The pressure is showing up in the numbers. San Francisco recorded 924 lockouts in 2025, a 10-year high and a 15 percent jump from 804 in 2023, the year after the city lifted its COVID-related eviction ban. Through 2026 so far, the pace is already running hotter. At the same time, the San Francisco Rent Board says eviction notices climbed from 797 in the year ending February 29, 2024, to 1,033 in the year ending February 28, 2025, then to 1,488 in the year ending February 28, 2026.

AI-generated illustration
AI-generated illustration

That escalation turns the courthouse into a narrow checkpoint rather than a real buffer. San Francisco Superior Court says limited unlawful detainer records have been remotely accessible since April 20, 2020, and mandatory e-filing for limited unlawful detainer cases began July 1, 2020. Those changes made the process more digitally reachable, but they did not change the basic math for tenants who arrive in court already days away from losing their homes.

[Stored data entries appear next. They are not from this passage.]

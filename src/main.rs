mod app;
mod ui;

use anyhow::{bail, Context, Result};
use app::{handle_key, App, DEFAULT_PAGE_SIZE};
use clap::Parser;
use crossterm::{
    event::{self, DisableMouseCapture, EnableMouseCapture, Event, KeyEventKind},
    execute,
    terminal::{disable_raw_mode, enable_raw_mode, EnterAlternateScreen, LeaveAlternateScreen},
};
use goldloan::{init_logging, Catalog};
use ratatui::{
    backend::{Backend, CrosstermBackend},
    Terminal,
};
use std::{io, path::PathBuf};

#[derive(Parser, Debug)]
#[command(name = "goldloan", version, about = "Gold loan EMI calculator, news and careers")]
struct Args {
    #[arg(long, help = "JSON catalog of news articles and job openings")]
    catalog: Option<PathBuf>,
    #[arg(long, default_value_t = DEFAULT_PAGE_SIZE, help = "News articles revealed per load")]
    page_size: usize,
    #[arg(long, help = "Directory for log files; logging is off when omitted")]
    log_dir: Option<PathBuf>,
    #[arg(long, default_value = "info")]
    log_level: String,
}

fn main() -> Result<()> {
    let args = Args::parse();
    if args.page_size == 0 {
        bail!("--page-size must be at least 1");
    }

    let _logger = match &args.log_dir {
        Some(dir) => Some(init_logging(&args.log_level, dir)?),
        None => None,
    };

    let catalog = match &args.catalog {
        Some(path) => Catalog::load(path)
            .with_context(|| format!("loading catalog from {}", path.display()))?,
        None => Catalog::embedded()?,
    };

    enable_raw_mode()?;
    let mut stdout = io::stdout();
    execute!(stdout, EnterAlternateScreen, EnableMouseCapture)?;
    let backend = CrosstermBackend::new(stdout);
    let mut terminal = Terminal::new(backend)?;

    let app = App::new(catalog, args.page_size);
    let res = run_app(&mut terminal, app);

    disable_raw_mode()?;
    execute!(
        terminal.backend_mut(),
        LeaveAlternateScreen,
        DisableMouseCapture
    )?;
    terminal.show_cursor()?;

    if let Err(err) = res {
        log::error!("event=app_exit status=error reason={:#}", err);
        println!("{:?}", err)
    }

    Ok(())
}

fn run_app<B: Backend>(terminal: &mut Terminal<B>, mut app: App) -> Result<()> {
    loop {
        terminal.draw(|f| ui::ui(f, &mut app))?;

        if let Event::Key(key) = event::read()? {
            if key.kind != KeyEventKind::Press {
                continue;
            }
            if handle_key(&mut app, key)? {
                log::info!("event=app_exit status=ok");
                return Ok(());
            }
        }
    }
}
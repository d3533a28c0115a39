//! Loan installment calculator and listing filters behind the gold loan
//! terminal UI.

pub mod catalog;
pub mod emi;
pub mod listing;
pub mod logging;

pub use catalog::{Catalog, CatalogError, JobOpening, NewsArticle};
pub use emi::{compute_installment, format_amount, EmiError, Installment, LoanField, LoanQuote};
pub use listing::{
    apply_filter, FilterOutcome, FilterQuery, Filtered, FilteredListing, PagedListing,
    PaginationCursor, Searchable,
};
pub use logging::{init_logging, LoggingError};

Help does exist, but the timing is unforgiving. Eviction Defense Collaborative says it assists tenants in person on Mondays, Tuesdays, Wednesdays and Fridays. The San Francisco Sheriff’s Office points people facing eviction to the ACCESS Center at 400 McAllister Street, Room 509, along with Bay Area Legal Aid, Eviction Defense Collaborative and the Homeless Advocacy Project. By the time a case reaches the courtroom, those services may be the difference between delay and displacement, but they are not a guarantee against the lockout clock.

Related stock photo
Photo by Abhishek Navlakha

The strain is not just San Francisco’s. Bay Area Housing Finance Authority’s eviction study found court eviction rates had returned to or surpassed pre-pandemic levels in eight of nine Bay Area counties, with about 21,767 eviction lawsuits filed regionwide from July 2023 through June 2024. The study said a manageable caseload is 40 to 50 cases per attorney, but the region averaged 166 eviction filings per tenant legal-services eviction-defense attorney.

Eviction Notices Rising
Data visualization chart

In a city defined by high rents and chronic displacement, 400 McAllister has become the place where policy meets the final practical test. Notices become hearings, hearings become orders, and orders become people carrying what they can before the sheriff arrives.

This article was produced by Prism’s automated news system from verified source data, official records, and press releases, then run through automated quality and moderation checks before publishing. The system is built and supervised by the people who set the standards it runs under. Read our full AI policy.

Did this article answer your question?